大哥摁灭烟头,说:“我们现在就去认亲。”我疑惑地看向大哥。他似乎也觉得不可思议,却只淡然地说:“现在还不能确定,等到了地方让两位长辈辨认辨认。如果不能确定,还有基因检测。”
“大哥,你——知道?”我不解道。
“先过去再说。”大哥斜眼瞧瞧向大山,似乎有些顾虑。
约么一个小时后,警车带我们来到秦岭脚下的上王村——一个农家乐主题村落。街道上各色车辆沿边停靠,家家户户一派喜气,或挂红灯笼,或植花草,或做仿古建,各有特色。男人招呼停车,女人系围裙迎客,好不热闹。警车开到村东街,在一户日用百货商店门口停下。
大哥跟同事招呼一声,带我和向大山下车。他到商店窗口,向里望了望,叫道:“蓝叔,在家吗?”向大山搔头抓耳,局促不安起来,而我懒得理会他。
“是小韩呀,今天——工作不忙?小雪她还没回来呢。”一个头发灰白的中老年男人从货架后走出来。

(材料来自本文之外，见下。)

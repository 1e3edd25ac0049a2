use super::serial::SerialQueue;
use super::task::Task;
use super::{ExecutionQueue, QueueKind};
use std::sync::Arc;

/// View onto the registry's single UI-confined thread.
///
/// With `inline` set, a task submitted from the UI thread itself runs
/// immediately instead of being queued behind whatever is pending.
#[derive(Debug, Clone)]
pub struct UiQueue {
    queue: Arc<SerialQueue>,
    inline: bool,
}

impl UiQueue {
    pub(crate) fn new(queue: Arc<SerialQueue>, inline: bool) -> Self {
        Self { queue, inline }
    }
}

impl ExecutionQueue for UiQueue {
    fn submit(&self, task: Task) {
        if self.inline && self.queue.is_current() {
            self.queue.run_inline(task);
        } else {
            self.queue.submit(task);
        }
    }

    fn kind(&self) -> QueueKind {
        QueueKind::Ui
    }

    fn label(&self) -> &str {
        self.queue.label()
    }

    fn pending(&self) -> usize {
        self.queue.pending()
    }

    fn panic_count(&self) -> usize {
        self.queue.panic_count()
    }
}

“叔叔,我不是来找小雪的。我带了个人来给你认认。”大哥把我扶到前面。被大哥称为蓝叔的男人,看到我后有点儿讶异,侧头又仔细看看,激动地说:“到屋里坐!”
大哥带我跨进红漆铁门,穿过门道,走进小院,院墙下的小花园里绿植花草拥着一颗很粗的葡萄树,枝蔓沿着架子攀援将小院笼罩在绿荫下。我不由得多看了几眼,想起太阳家的花园。大哥叫我进屋。客厅里的家具全是原木色,似乎是自家纯手工制作的。我和大哥在沙发上坐下。

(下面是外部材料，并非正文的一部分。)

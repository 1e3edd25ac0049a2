//! Unit of work handed to an execution queue.

use std::sync::atomic::{AtomicU64, Ordering};
use std::time::Instant;

static TASK_ID_COUNTER: AtomicU64 = AtomicU64::new(1);

#[derive(Debug, Clone, Copy, PartialEq, Eq, Hash)]
pub struct TaskId(u64);

impl TaskId {
    fn next() -> Self {
        TaskId(TASK_ID_COUNTER.fetch_add(1, Ordering::Relaxed))
    }
}

pub struct Task {
    pub(crate) id: TaskId,
    func: Box<dyn FnOnce() + Send + 'static>,
    pub(crate) submit_time: Instant,
}

impl Task {
    pub fn new<F>(f: F) -> Self
    where
        F: FnOnce() + Send + 'static,
    {
        Task {
            id: TaskId::next(),
            func: Box::new(f),
            submit_time: Instant::now(),
        }
    }

    pub fn id(&self) -> TaskId {
        self.id
    }

    pub fn execute(self) {
        (self.func)();
    }
}

impl std::fmt::Debug for Task {
    fn fmt(&self, f: &mut std::fmt::Formatter<'_>) -> std::fmt::Result {
        f.debug_struct("Task")
            .field("id", &self.id)
            .field("submit_time", &self.submit_time)
            .finish()
    }
}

蓝叔给我们倒了茶,看着我激动地说:“你们坐,我去找小雪妈妈回来。”蓝叔走后,我开始打量这个家,不可思议地在心里问自己:“这就是我家吗?”
“向大山怎么没进来?”大哥站起来就要去找。我拦住他说:“算了,他来不来不重要,先让蓝叔他们认认再说。”大哥想想也行,于是又坐下。

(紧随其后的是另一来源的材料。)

use super::panic_handler::PanicHandler;
use super::task::Task;
use super::worker::{Worker, WorkerContext, WorkerId};
use super::{ExecutionQueue, QueueKind};
use crate::config::Config;
use crate::error::{Error, Result};
use crate::util::thread as qthread;
use crossbeam_deque::Injector;
use std::sync::atomic::{AtomicBool, AtomicUsize, Ordering};
use std::sync::Arc;
use std::thread::{self, JoinHandle};

/// Pool of worker threads sharing one injector; tasks may run in parallel.
pub struct ConcurrentQueue {
    label: String,
    workers: Vec<WorkerHandle>,
    injector: Arc<Injector<Task>>,
    shutdown: Arc<AtomicBool>,
    pending: Arc<AtomicUsize>,
    next_wake: AtomicUsize,
    panic_handler: Arc<PanicHandler>,
}

struct WorkerHandle {
    id: WorkerId,
    thread: Option<JoinHandle<()>>,
    unparker: thread::Thread,
}

impl ConcurrentQueue {
    pub fn new(config: &Config, label: String, num_threads: usize, nice: i32) -> Result<Self> {
        if num_threads == 0 {
            return Err(Error::config("need at least 1 worker thread"));
        }

        let injector = Arc::new(Injector::new());
        let shutdown = Arc::new(AtomicBool::new(false));
        let pending = Arc::new(AtomicUsize::new(0));
        let panic_handler = Arc::new(PanicHandler::new(config.panic_strategy));

        let workers: Vec<Worker> = (0..num_threads).map(Worker::new).collect();
        let stealers: Vec<_> = workers.iter().map(|w| w.local_queue.stealer()).collect();

        let mut handles = Vec::with_capacity(num_threads);
        for worker in workers {
            let id = worker.id;
            let ctx = WorkerContext {
                stealers: stealers.clone(),
                injector: injector.clone(),
                shutdown: shutdown.clone(),
                pending: pending.clone(),
                panic_handler: panic_handler.clone(),
            };
            let adjust = config.adjust_thread_priority;

            let spawned = qthread::spawn(config, format!("{}-{}", label, id), move || {
                if adjust {
                    qthread::lower_current_priority(nice);
                }
                worker.run(ctx);
            });

            let thread = match spawned {
                Ok(thread) => thread,
                Err(err) => {
                    // let the workers already running drain and exit
                    shutdown.store(true, Ordering::Release);
                    for handle in &mut handles {
                        stop_worker(handle);
                    }
                    return Err(err);
                }
            };

            handles.push(WorkerHandle {
                id,
                unparker: thread.thread().clone(),
                thread: Some(thread),
            });
        }

        tracing::debug!(queue = %label, workers = num_threads, "concurrent queue started");

        Ok(Self {
            label,
            workers: handles,
            injector,
            shutdown,
            pending,
            next_wake: AtomicUsize::new(0),
            panic_handler,
        })
    }

    pub fn shutdown(&mut self) {
        self.shutdown.store(true, Ordering::Release);

        // wake everyone up to check shutdown flag
        for worker in &self.workers {
            worker.unparker.unpark();
        }

        for worker in &mut self.workers {
            stop_worker(worker);
        }

        tracing::debug!(queue = %self.label, "concurrent queue stopped");
    }
}

fn stop_worker(worker: &mut WorkerHandle) {
    worker.unparker.unpark();
    if let Some(thread) = worker.thread.take() {
        qthread::join_unless_current(thread);
    }
}

impl ExecutionQueue for ConcurrentQueue {
    fn submit(&self, task: Task) {
        self.pending.fetch_add(1, Ordering::AcqRel);
        self.injector.push(task);

        let idx = self.next_wake.fetch_add(1, Ordering::Relaxed) % self.workers.len();
        self.workers[idx].unparker.unpark();
    }

    fn kind(&self) -> QueueKind {
        QueueKind::Concurrent
    }

    fn label(&self) -> &str {
        &self.label
    }

    fn pending(&self) -> usize {
        self.pending.load(Ordering::Acquire)
    }

    fn panic_count(&self) -> usize {
        self.panic_handler.panic_count()
    }
}

impl std::fmt::Debug for ConcurrentQueue {
    fn fmt(&self, f: &mut std::fmt::Formatter<'_>) -> std::fmt::Result {
        f.debug_struct("ConcurrentQueue")
            .field("label", &self.label)
            .field("workers", &self.workers.iter().map(|w| w.id).collect::<Vec<_>>())
            .field("pending", &self.pending())
            .finish()
    }
}

impl Drop for ConcurrentQueue {
    fn drop(&mut self) {
        self.shutdown();
    }
}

“大哥,你刚刚叫他蓝叔,你们还说到小雪,难道……”我不敢置信地问。大哥微微点头,说:“蓝雪有一个双胞胎哥哥,小时候忽然失踪了。”我惊得半天说不出话来,如果我是蓝叔失踪多年的儿子,那月亮就是我的妹妹!真的会是这样吗?
“你还没来西安前,我和蓝雪无意中聊过她哥哥的事,也给她看过你的照片,照片上你瘦得厉害,她说看不出来哪里像,后来也就没再说起这事儿。我想调查调查总会知道的,也省得让蓝姨空欢喜。”大哥冷静地说。
“大哥,你还没蓝雪的消息吗?”我问,瞧大哥的状态比起前几天好多了。大哥摇摇头,说:“她现在在哪儿谁也不知道,不过她每天都会给蓝叔短信报平安。我想追踪她的手机,可她总是关机。”我刚要宽慰大哥几句,蓝叔和蓝姨回来了。
“你看,他是小天吗?”蓝叔的眼睛里有无法抑制的喜悦之色。这也令我越发欢喜。蓝姨进门时的激动劲儿没了,只愣愣地注视我,蜡黄的脸僵住了。过了一会儿,她再也抑制不住地又哭又笑道:“是小天,是我们家小天……小天,你让妈看看。”
大哥冲我鼓励地点点头。我拄拐站起来,走到蓝姨面前。蓝姨扶着我细细打量,喃喃道:“小天,这些年你怎么过的?你怎么瘦成这样了?你的腿怎么了?”在母爱面前,我竟有些不好意思,腼腆道:“不小心受伤骨折了,再过些日子就好了。”
“小天,你能给我看看大腿吗?你大腿根后有颗红痣。”蓝姨说着就要去脱我的裤子。蓝叔见状,忙制止道:“你别吓坏孩子,这让他多不好意思,我带他进房间去。”蓝姨这时不好意思起来,只频频点头,于是蓝叔带我进房间。
“孩子,希望你能理解。二十多年了,就是自家孩子也会长变样的。小雪妈妈这么些年,日日盼,夜夜念,想儿子想得精神都不大好了,看一看好让她安心。”蓝叔解释道。我忙回道:“我明白的,我明白的。”
把拐杖靠在床边,我解开牛仔裤的扣子,拉下拉链……在脱裤子的过程中,我的动作很慢很慢。蓝叔大概以为我腿受伤,所以格外小心,却不知道我心里有多怕——我怕二十多年的梦就要醒了,却又担心醒来后的现实。